Medeloop is seeking a Senior DevOps & Site Reliability Engineer to own the reliability, scalability, performance, and operational excellence of its platform. The role involves blending deep DevOps engineering with SRE disciplines to ensure clinical research products are always available, performant, and secure for healthcare organizations.
Responsibilities:
- Design, implement, and manage scalable, secure, and highly available cloud infrastructure on AWS - infrastructure as code (IaC) using AWS CDK, CloudFormation, or Terraform, ensuring all environments are version-controlled and reproducible
- Architect multi-region and disaster recovery strategies that meet healthcare uptime requirements
- Manage containerized workloads using Docker and Kubernetes, optimizing for cost, performance, and resilience
- Define, implement, and monitor Service Level Objectives (SLOs) and Service Level Indicators (SLIs) across all production services
- Build and maintain observability stacks (DataDog, AWS CloudWatch, Sentry) covering metrics, logs, traces, and alerting
- Lead incident response: triage, mitigate, and drive blameless post-incident reviews with actionable follow-ups
- Conduct capacity planning and performance engineering to ensure the platform scales ahead of demand
- Champion error budgets and use them to balance feature velocity with system stability
- Identify, assess, and mitigate operational risks by collaborating with engineering and product teams to evaluate impact and likelihood before they become incidents
- Participate in and help structure an on-call rotation, ensuring clear escalation paths and fair distribution of after-hours coverage
- Build self-service tooling and runbooks that reduce toil and empower development teams to ship independently
- Design and maintain CI/CD pipelines (GitHub Actions) that enable fast, safe, and repeatable deployments
- Automate security scanning (SAST, DAST) within pipelines and collaborate with engineering to remediate findings
- Implement progressive delivery strategies such as canary deployments, blue-green releases, and feature flags
- Proficiency in scripting languages (Python, Bash) for automation, troubleshooting, and building reliability tooling
- Track and drive down operational toil, targeting less than 50% of team time spent on repetitive manual work
- Evaluate and manage change risk for production deployments, maintaining change review processes that balance speed with stability
- Ensure infrastructure meets healthcare compliance standards (HIPAA, SOC 2) through policy-as-code, encryption, and access controls
- Manage networking security (VPCs, subnets, security groups, WAFs) and identity/authentication systems (AWS Cognito, Auth0, OAuth2, SSO)

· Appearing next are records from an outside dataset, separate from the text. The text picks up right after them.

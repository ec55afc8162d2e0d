//! Defines the memory layout of buffers and images as seen by the encoder.
use wgpu::{TextureAspect, TextureDimension, TextureFormat};

use crate::format;
use crate::pool::GpuAddress;

/// A linear range of GPU memory.
#[derive(Clone, Copy, Debug, PartialEq, Eq, Hash)]
pub struct BufferResource {
    pub base: GpuAddress,
    pub size: u64,
}

/// The placement of one mip level, relative to the start of an array layer.
#[derive(Clone, Copy, Debug, Default, PartialEq, Eq, Hash)]
pub struct LevelLayout {
    pub offset: u64,
    pub row_stride: u32,
    /// Bytes between depth slices of 3D images, or between the samples planes of a
    /// multisampled level.
    pub slice_stride: u32,
}

/// A linear image.
///
/// An inner invariant is that all layers share one layout, `layer_stride` bytes apart.
#[derive(Clone, Debug, PartialEq, Eq, Hash)]
pub struct ImageResource {
    pub base: GpuAddress,
    pub format: TextureFormat,
    pub dimension: TextureDimension,
    /// Extent of the first level. The depth is one unless the image is 3D.
    pub extent: [u32; 3],
    pub levels: Vec<LevelLayout>,
    pub array_layers: u32,
    pub layer_stride: u64,
    pub sample_count: u32,
}

/// Why an image resource is unusable.
#[derive(Clone, Copy, Debug, PartialEq, Eq)]
pub enum ImageError {
    NoLevels,
    NoLayers,
    EmptyExtent,
    /// Only 2D images may be multisampled.
    Multisampled,
    /// 3D images have exactly one layer and 1D images are one texel high.
    Shape,
}

impl BufferResource {
    pub fn new(base: GpuAddress, size: u64) -> Self {
        BufferResource { base, size }
    }

    /// Whether `size` bytes at `offset` are inside the buffer and the address space.
    pub fn contains(&self, offset: u64, size: u64) -> bool {
        offset
            .checked_add(size)
            .filter(|&end| end <= self.size)
            .and_then(|end| self.base.0.checked_add(end))
            .is_some()
    }

    pub fn address(&self, offset: u64) -> GpuAddress {
        self.base.offset(offset)
    }
}

impl ImageResource {
    /// A tightly packed single sample image with a full mip chain of `levels`.
    ///
    /// Rows are aligned to 64 bytes. Packed depth formats are stored as their 4-byte raw texel.
    /// Returns `None` for formats without a raw view.
    pub fn linear(
        base: GpuAddress,
        format: TextureFormat,
        dimension: TextureDimension,
        extent: [u32; 3],
        levels: u32,
        array_layers: u32,
    ) -> Option<Self> {
        let texel = match format.block_copy_size(None) {
            Some(size) => size,
            None => {
                let view = format::image_view(format, TextureAspect::DepthOnly).ok()?;
                u32::from(view.texel_size)
            }
        };

        let mut offset = 0;
        let mut layouts = Vec::with_capacity(levels as usize);
        for level in 0..levels {
            let [width, height, depth] = level_extent(dimension, extent, level);
            let row_stride = (width.checked_mul(texel)?).checked_next_multiple_of(64)?;
            let slice_stride = row_stride.checked_mul(height)?;

            layouts.push(LevelLayout {
                offset,
                row_stride,
                slice_stride,
            });

            offset += u64::from(slice_stride) * u64::from(depth);
        }

        Some(ImageResource {
            base,
            format,
            dimension,
            extent,
            levels: layouts,
            array_layers,
            layer_stride: offset.next_multiple_of(64),
            sample_count: 1,
        })
    }

    pub fn validate(&self) -> Result<(), ImageError> {
        if self.levels.is_empty() {
            return Err(ImageError::NoLevels);
        }

        if self.array_layers == 0 {
            return Err(ImageError::NoLayers);
        }

        if self.extent.contains(&0) {
            return Err(ImageError::EmptyExtent);
        }

        if self.sample_count > 1 && self.dimension != TextureDimension::D2 {
            return Err(ImageError::Multisampled);
        }

        let shape_ok = match self.dimension {
            TextureDimension::D1 => self.extent[1] == 1 && self.extent[2] == 1,
            TextureDimension::D2 => self.extent[2] == 1,
            TextureDimension::D3 => self.array_layers == 1,
        };

        if !shape_ok {
            return Err(ImageError::Shape);
        }

        Ok(())
    }

    /// The extent of a mip level.
    pub fn level_extent(&self, level: u32) -> [u32; 3] {
        level_extent(self.dimension, self.extent, level)
    }

    pub fn level(&self, level: u32) -> Option<&LevelLayout> {
        self.levels.get(level as usize)
    }

    pub fn is_array(&self) -> bool {
        self.dimension != TextureDimension::D3 && self.array_layers > 1
    }

    pub fn is_multisampled(&self) -> bool {
        self.sample_count > 1
    }

    /// The address of the first texel of a level within one array layer.
    pub fn surface(&self, level: u32, layer: u32) -> Option<GpuAddress> {
        let layout = self.level(level)?;
        let layer = u64::from(layer).checked_mul(self.layer_stride)?;
        Some(self.base.offset(layer + layout.offset))
    }
}

fn level_extent(dimension: TextureDimension, extent: [u32; 3], level: u32) -> [u32; 3] {
    let minify = |size: u32| size.checked_shr(level).unwrap_or(0).max(1);
    match dimension {
        TextureDimension::D1 => [minify(extent[0]), 1, 1],
        TextureDimension::D2 => [minify(extent[0]), minify(extent[1]), 1],
        TextureDimension::D3 => [minify(extent[0]), minify(extent[1]), minify(extent[2])],
    }
}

- Conduct regular security reviews, vulnerability assessments, and patching across the infrastructure estate
- Partner closely with product and engineering teams to embed reliability thinking into the software development lifecycle
- Develop and maintain comprehensive documentation for infrastructure, runbooks, and operational playbooks
- Mentor junior engineers on DevOps and SRE best practices, fostering a culture of ownership and continuous improvement
- Stay current with advancements in cloud technologies, DevOps tooling, and SRE methodologies
- Own and evolve internal developer platform tooling — including deployment workflows (GitOps/Flux), bug tracking integrations, and developer self-service portals
Requirements:
- Bachelor's or Master's degree in Computer Science, Information Technology, or a related field
- 7+ years of combined experience in DevOps and/or Site Reliability Engineering roles, with at least 2 years in a senior capacity
- Deep proficiency with AWS services
- Deep experience with observability and monitoring platforms such as DataDog, AWS CloudWatch, and Sentry
- Strong experience building and maintaining CI/CD pipelines with GitHub Actions or equivalent tools
- Expertise in infrastructure as code using AWS CDK, CloudFormation, or Terraform
- Hands-on experience with containerization (Docker) and orchestration (Kubernetes)

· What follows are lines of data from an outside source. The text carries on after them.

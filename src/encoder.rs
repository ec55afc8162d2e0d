//! Turns requests into jobs of one stream.
//!
//! Each operation resolves its table entry and kernel, uploads a parameter blob and the
//! descriptors the kernel needs, and appends one or more jobs. All descriptors are written
//! exactly once, the jobs themselves are uploaded when the stream is finished.
use core::fmt;

use wgpu::TextureFormat;

use crate::descriptor::{self, UniformPush};
use crate::device::Device;
use crate::format::{FormatError, FormatKey, OperationKind};
use crate::job::{
    pack_invocation, ClosedStream, DrawDescriptor, Invocation, JobDescription, JobHandle,
    JobStream, LayoutError, PackError,
};
use crate::kernel::CompiledKernel;
use crate::pool::{GpuAddress, PoolError, ScratchPool};
use crate::shaders::KernelParams;

mod copy;
mod dispatch;
mod fill;

pub use self::copy::buffer_block_size;
pub use self::fill::MAX_UPDATE_SIZE;
pub use self::dispatch::IndirectDispatch;

/// Records the jobs of one stream.
///
/// Not shared between threads, create one encoder per stream instead.
pub struct Encoder<'dev, 'pool> {
    device: &'dev Device,
    pool: &'pool mut dyn ScratchPool,
    stream: JobStream,
    /// Shared by all compute jobs of the stream, created on first use.
    thread_storage: Option<GpuAddress>,
}

#[derive(Clone, Debug, PartialEq, Eq)]
pub enum EncodeError {
    Format(FormatError),
    /// The format table has no entry for a key built from a valid request.
    NoKernel {
        kind: OperationKind,
        key: FormatKey,
    },
    /// The two sides of an image copy do not have the same raw view.
    IncompatibleFormats {
        src: TextureFormat,
        dst: TextureFormat,
    },
    /// Copies between images of different dimensions.
    DimensionMismatch,
    SampleCountMismatch {
        src: u32,
        dst: u32,
    },
    /// The operation does not support multisampled images.
    Multisampled,
    InvalidImage(crate::buffer::ImageError),
    /// Mip level or layers do not exist in the image.
    SubresourceOutOfRange,
    /// The region does not fit into the selected level.
    RegionOutOfBounds,
    BufferOutOfBounds {
        offset: u64,
        size: u64,
        buffer_size: u64,
    },
    Misaligned {
        value: u64,
        align: u64,
    },
    UpdateTooLarge {
        size: usize,
    },
    TooLarge {
        what: &'static str,
        value: u64,
    },
    Invocation(PackError),
    /// The stream was already finished.
    StreamClosed,
    /// Streams hold at most 65535 jobs.
    TooManyJobs,
    /// A dispatch without a renderer state.
    MissingRendererState,
    Pool(PoolError),
    Layout(LayoutError),
    /// An internal inconsistency, at the given source line.
    Internal {
        line: u32,
    },
}

impl<'dev, 'pool> Encoder<'dev, 'pool> {
    pub(crate) fn new(device: &'dev Device, pool: &'pool mut dyn ScratchPool) -> Self {
        Encoder {
            device,
            pool,
            stream: JobStream::new(),
            thread_storage: None,
        }
    }

    pub fn device(&self) -> &'dev Device {
        self.device
    }

    /// The jobs recorded so far.
    pub fn stream(&self) -> &JobStream {
        &self.stream
    }

    /// Link and upload all jobs.
    pub fn finish(mut self) -> Result<ClosedStream, EncodeError> {
        self.stream.close(&mut *self.pool)
    }

    /// The kernel of a table entry.
    fn transfer_kernel(
        &self,
        kind: OperationKind,
        key: &FormatKey,
    ) -> Result<&'dev CompiledKernel, EncodeError> {
        let device = self.device;
        let entry = match device.formats().lookup(kind, key) {
            Some(entry) => entry,
            None => {
                log::error!("no {:?} kernel for {:?}", kind, key);
                return Err(EncodeError::NoKernel { kind, key: *key });
            }
        };

        device
            .registry()
            .transfer(entry.kernel)
            .ok_or_else(|| EncodeError::internal(line!()))
    }

    fn thread_storage(&mut self) -> Result<GpuAddress, EncodeError> {
        if let Some(address) = self.thread_storage {
            return Ok(address);
        }

        let address = descriptor::build_thread_storage(&mut *self.pool)?;
        self.thread_storage = Some(address);
        Ok(address)
    }

    fn upload_params<P: KernelParams>(
        &mut self,
        kernel: &CompiledKernel,
        params: &P,
    ) -> Result<UniformPush, EncodeError> {
        descriptor::build_uniform_and_push(
            &mut *self.pool,
            self.device.profile(),
            kernel.metadata(),
            bytemuck::bytes_of(params),
        )
    }

    fn invocation(&self, local: [u32; 3], groups: [u32; 3]) -> Result<Invocation, EncodeError> {
        Ok(pack_invocation(
            local,
            groups,
            self.device.profile().invocation_field_bits,
        )?)
    }

    /// Append a compute job running a transfer kernel.
    fn transfer_compute<P: KernelParams>(
        &mut self,
        kernel: &CompiledKernel,
        params: &P,
        draw: DrawDescriptor,
        local: [u32; 3],
        groups: [u32; 3],
    ) -> Result<JobHandle, EncodeError> {
        let invocation = self.invocation(local, groups)?;
        let uniforms = self.upload_params(kernel, params)?;

        let draw = DrawDescriptor {
            state: kernel.renderer_state(),
            thread_storage: self.thread_storage()?,
            uniform_buffers: uniforms.uniform_buffers,
            push_uniforms: uniforms.push_uniforms,
            ..draw
        };

        self.stream
            .append_job(&mut *self.pool, JobDescription::compute(draw, invocation))
    }

    /// Append compute jobs processing `blocks` linear blocks of `1 << log2` bytes.
    ///
    /// Each job covers as many blocks as the invocation fields can count, `params` receives the
    /// byte offset of the first block of a job.
    fn linear_jobs<P: KernelParams>(
        &mut self,
        kernel: &CompiledKernel,
        blocks: u64,
        log2: u32,
        params: impl Fn(u64) -> P,
    ) -> Result<Vec<JobHandle>, EncodeError> {
        let per_job = 1u64 << self.device.profile().invocation_field_bits.min(31);

        let mut handles = Vec::with_capacity(blocks.div_ceil(per_job) as usize);
        let mut done = 0;
        while done < blocks {
            let count = (blocks - done).min(per_job);
            let blob = params(done << log2);
            let groups = [count as u32, 1, 1];
            handles.push(self.transfer_compute(
                kernel,
                &blob,
                DrawDescriptor::default(),
                [1, 1, 1],
                groups,
            )?);
            done += count;
        }

        Ok(handles)
    }
}

impl EncodeError {
    pub(crate) fn internal(line: u32) -> Self {
        log::error!("internal encoder error at line {}", line);
        EncodeError::Internal { line }
    }

    /// Whether the error stems from an inconsistency of the encoder itself, rather than from
    /// the request.
    pub fn is_internal(&self) -> bool {
        matches!(
            self,
            EncodeError::Internal { .. } | EncodeError::NoKernel { .. } | EncodeError::Layout(_)
        )
    }
}

impl From<FormatError> for EncodeError {
    fn from(err: FormatError) -> Self {
        EncodeError::Format(err)
    }
}

impl From<PoolError> for EncodeError {
    fn from(err: PoolError) -> Self {
        EncodeError::Pool(err)
    }
}

impl From<LayoutError> for EncodeError {
    fn from(err: LayoutError) -> Self {
        EncodeError::Layout(err)
    }
}

impl From<PackError> for EncodeError {
    fn from(err: PackError) -> Self {
        EncodeError::Invocation(err)
    }
}

impl From<crate::buffer::ImageError> for EncodeError {
    fn from(err: crate::buffer::ImageError) -> Self {
        EncodeError::InvalidImage(err)
    }
}

impl fmt::Display for EncodeError {
    fn fmt(&self, f: &mut fmt::Formatter<'_>) -> fmt::Result {
        match self {
            EncodeError::Format(err) => err.fmt(f),
            EncodeError::NoKernel { kind, key } => {
                write!(f, "no {:?} kernel for {:?}", kind, key)
            }
            EncodeError::IncompatibleFormats { src, dst } => {
                write!(f, "can not copy between {:?} and {:?}", src, dst)
            }
            EncodeError::DimensionMismatch => f.write_str("images differ in dimension"),
            EncodeError::SampleCountMismatch { src, dst } => {
                write!(f, "sample counts {} and {} differ", src, dst)
            }
            EncodeError::Multisampled => f.write_str("operation requires single sampled images"),
            EncodeError::InvalidImage(err) => write!(f, "invalid image: {:?}", err),
            EncodeError::SubresourceOutOfRange => f.write_str("subresource not in image"),
            EncodeError::RegionOutOfBounds => f.write_str("region not inside image level"),
            EncodeError::BufferOutOfBounds {
                offset,
                size,
                buffer_size,
            } => write!(
                f,
                "{} bytes at {} exceed buffer of {} bytes",
                size, offset, buffer_size
            ),
            EncodeError::Misaligned { value, align } => {
                write!(f, "{:#x} is not aligned to {}", value, align)
            }
            EncodeError::UpdateTooLarge { size } => {
                write!(f, "update of {} bytes exceeds 65536 bytes", size)
            }
            EncodeError::TooLarge { what, value } => write!(f, "{} of {} too large", what, value),
            EncodeError::Invocation(err) => err.fmt(f),
            EncodeError::StreamClosed => f.write_str("job stream already closed"),
            EncodeError::TooManyJobs => f.write_str("job stream is full"),
            EncodeError::MissingRendererState => f.write_str("dispatch has no renderer state"),
            EncodeError::Pool(err) => err.fmt(f),
            EncodeError::Layout(err) => err.fmt(f),
            EncodeError::Internal { line } => write!(f, "internal error at line {}", line),
        }
    }
}

impl std::error::Error for EncodeError {}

- Proven track record of defining and operating against SLOs/SLIs and managing incident response processes
- Solid understanding of networking (VPCs, subnets, load balancing, DNS), security, and compliance best practices
- Experience with authentication and authorization systems including AWS Cognito, Auth0, OAuth2, and SSO
- Proactive, self-directed mindset with a bias toward action and taking initiative
- Excellent problem-solving skills and the ability to work independently as well as collaboratively across teams
- Strong communication skills—able to explain complex infrastructure decisions clearly to technical and non-technical stakeholders
- Passion for unsolved challenges in healthcare AI, with the ability to thrive in a fast-paced, multidisciplinary environment and wear multiple hats
- Multi-cloud experience (AWS, Azure, GCP)
- Familiarity with healthcare data standards, compliance, and protocols such as HIPAA, HL7 FHIR, OMOP, and i2b2
- Experience with chaos engineering practices and tools (e.g., AWS Fault Injection Simulator, Gremlin)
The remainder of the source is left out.